Stored data

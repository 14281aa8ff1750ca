//! Recursive walkers shared by the forest operations.
//!
//! Every mutating operation is expressed as a [`rebuild`] over the node
//! sequence with a per-node decision; queries use [`find`] and [`locate`].

use std::cmp::Ordering;

use crate::id::NodeId;

use super::node::{CollectionNode, Folder};

/// What [`rebuild`] should do with the node it is visiting.
#[derive(Debug)]
pub enum Step {
    /// Keep the node; folders are rebuilt from their visited children.
    Keep,
    /// Put this node in its place and do not descend any further.
    Replace(CollectionNode),
    /// Leave the node (and its subtree) out of the result.
    Drop,
}

/// Rebuilds `nodes` into a new sequence, asking `visit` about every node in
/// depth-first order. The input is never modified.
pub fn rebuild<F>(nodes: &[CollectionNode], visit: &mut F) -> Vec<CollectionNode>
where
    F: FnMut(&CollectionNode) -> Step,
{
    let mut out = Vec::with_capacity(nodes.len());
    for node in nodes {
        match visit(node) {
            Step::Drop => {}
            Step::Replace(replacement) => out.push(replacement),
            Step::Keep => match node {
                CollectionNode::Folder(folder) => out.push(CollectionNode::Folder(Folder {
                    id: folder.id.clone(),
                    name: folder.name.clone(),
                    children: rebuild(&folder.children, visit),
                })),
                CollectionNode::Request(_) => out.push(node.clone()),
            },
        }
    }
    out
}

/// Finds a node anywhere below `nodes`, depth-first.
#[must_use]
pub fn find<'a>(nodes: &'a [CollectionNode], id: &NodeId) -> Option<&'a CollectionNode> {
    nodes.iter().find_map(|node| {
        if node.id() == id {
            Some(node)
        } else {
            find(node.children(), id)
        }
    })
}

/// Where a node lives: its parent folder (`None` for the root) and its
/// position among that parent's children.
#[derive(Debug, Clone, PartialEq, Eq)]
pub struct Location {
    /// Parent folder id, `None` at the root.
    pub parent: Option<NodeId>,
    /// Index within the parent's children.
    pub index: usize,
}

/// Finds the parent and index of a node.
#[must_use]
pub fn locate(nodes: &[CollectionNode], id: &NodeId, parent: Option<&NodeId>) -> Option<Location> {
    for (index, node) in nodes.iter().enumerate() {
        if node.id() == id {
            return Some(Location {
                parent: parent.cloned(),
                index,
            });
        }
        if let CollectionNode::Folder(folder) = node
            && let Some(found) = locate(&folder.children, id, Some(&folder.id))
        {
            return Some(found);
        }
    }
    None
}

/// Inserts `node` into `children` at `index`, clamped to the valid range.
#[must_use]
pub fn splice_in(children: &[CollectionNode], index: usize, node: CollectionNode) -> Vec<CollectionNode> {
    let mut next = children.to_vec();
    next.insert(index.min(next.len()), node);
    next
}

/// Orders names the way a locale-aware collator does for plain text.
///
/// Letters compare by their base form first, so accents and case only break
/// ties: `"e" < "é" < "f"`, and lowercase sorts before uppercase. Folding
/// covers Latin letters; other scripts compare by lowercase code point.
#[must_use]
pub fn compare_names(a: &str, b: &str) -> Ordering {
    let lower = |s: &str| s.chars().flat_map(char::to_lowercase).collect::<Vec<_>>();
    let (la, lb) = (lower(a), lower(b));
    la.iter()
        .map(|&c| fold_accent(c))
        .cmp(lb.iter().map(|&c| fold_accent(c)))
        .then_with(|| la.cmp(&lb))
        .then_with(|| b.cmp(a))
}

/// Maps an accented lowercase Latin letter to its base letter.
const fn fold_accent(c: char) -> char {
    match c {
        'à' | 'á' | 'â' | 'ã' | 'ä' | 'å' | 'ā' | 'ă' | 'ą' => 'a',
        'ç' | 'ć' | 'ĉ' | 'ċ' | 'č' => 'c',
        'ď' | 'đ' => 'd',
        'è' | 'é' | 'ê' | 'ë' | 'ē' | 'ĕ' | 'ė' | 'ę' | 'ě' => 'e',
        'ĝ' | 'ğ' | 'ġ' | 'ģ' => 'g',
        'ĥ' | 'ħ' => 'h',
        'ì' | 'í' | 'î' | 'ï' | 'ĩ' | 'ī' | 'ĭ' | 'į' | 'ı' => 'i',
        'ĵ' => 'j',
        'ķ' => 'k',
        'ĺ' | 'ļ' | 'ľ' | 'ŀ' | 'ł' => 'l',
        'ñ' | 'ń' | 'ņ' | 'ň' => 'n',
        'ò' | 'ó' | 'ô' | 'õ' | 'ö' | 'ø' | 'ō' | 'ŏ' | 'ő' => 'o',
        'ŕ' | 'ŗ' | 'ř' => 'r',
        'ś' | 'ŝ' | 'ş' | 'š' => 's',
        'ţ' | 'ť' | 'ŧ' => 't',
        'ù' | 'ú' | 'û' | 'ü' | 'ũ' | 'ū' | 'ŭ' | 'ů' | 'ű' | 'ų' => 'u',
        'ŵ' => 'w',
        'ý' | 'ÿ' | 'ŷ' => 'y',
        'ź' | 'ż' | 'ž' => 'z',
        other => other,
    }
}

/// Returns a copy of `nodes` with folders first, then names ascending.
///
/// Only this level is reordered; children of folders keep their order.
/// The sort is stable, so equal keys keep their relative position.
#[must_use]
pub fn sort_children(nodes: &[CollectionNode]) -> Vec<CollectionNode> {
    let mut sorted = nodes.to_vec();
    sorted.sort_by(|a, b| match (a.is_folder(), b.is_folder()) {
        (true, false) => Ordering::Less,
        (false, true) => Ordering::Greater,
        _ => compare_names(a.name(), b.name()),
    });
    sorted
}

_What is required_
In the data above, find the line that contains "parent: Option<&NodeId>) ->", then reproduce exactly every line from the first line through that line.

_Response to the exercise_
repository 14281aa8ff1750ca
//! Recursive walkers shared by the forest operations.
//!
//! Every mutating operation is expressed as a [`rebuild`] over the node
//! sequence with a per-node decision; queries use [`find`] and [`locate`].

use std::cmp::Ordering;

use crate::id::NodeId;

use super::node::{CollectionNode, Folder};

/// What [`rebuild`] should do with the node it is visiting.
#[derive(Debug)]
pub enum Step {
    /// Keep the node; folders are rebuilt from their visited children.
    Keep,
    /// Put this node in its place and do not descend any further.
    Replace(CollectionNode),
    /// Leave the node (and its subtree) out of the result.
    Drop,
}

/// Rebuilds `nodes` into a new sequence, asking `visit` about every node in
/// depth-first order. The input is never modified.
pub fn rebuild<F>(nodes: &[CollectionNode], visit: &mut F) -> Vec<CollectionNode>
where
    F: FnMut(&CollectionNode) -> Step,
{
    let mut out = Vec::with_capacity(nodes.len());
    for node in nodes {
        match visit(node) {
            Step::Drop => {}
            Step::Replace(replacement) => out.push(replacement),
            Step::Keep => match node {
                CollectionNode::Folder(folder) => out.push(CollectionNode::Folder(Folder {
                    id: folder.id.clone(),
                    name: folder.name.clone(),
                    children: rebuild(&folder.children, visit),
                })),
                CollectionNode::Request(_) => out.push(node.clone()),
            },
        }
    }
    out
}

/// Finds a node anywhere below `nodes`, depth-first.
#[must_use]
pub fn find<'a>(nodes: &'a [CollectionNode], id: &NodeId) -> Option<&'a CollectionNode> {
    nodes.iter().find_map(|node| {
        if node.id() == id {
            Some(node)
        } else {
            find(node.children(), id)
        }
    })
}

/// Where a node lives: its parent folder (`None` for the root) and its
/// position among that parent's children.
#[derive(Debug, Clone, PartialEq, Eq)]
pub struct Location {
    /// Parent folder id, `None` at the root.
    pub parent: Option<NodeId>,
    /// Index within the parent's children.
    pub index: usize,
}

/// Finds the parent and index of a node.
#[must_use]
pub fn locate(nodes: &[CollectionNode], id: &NodeId, parent: Option<&NodeId>) -> Option<Location> {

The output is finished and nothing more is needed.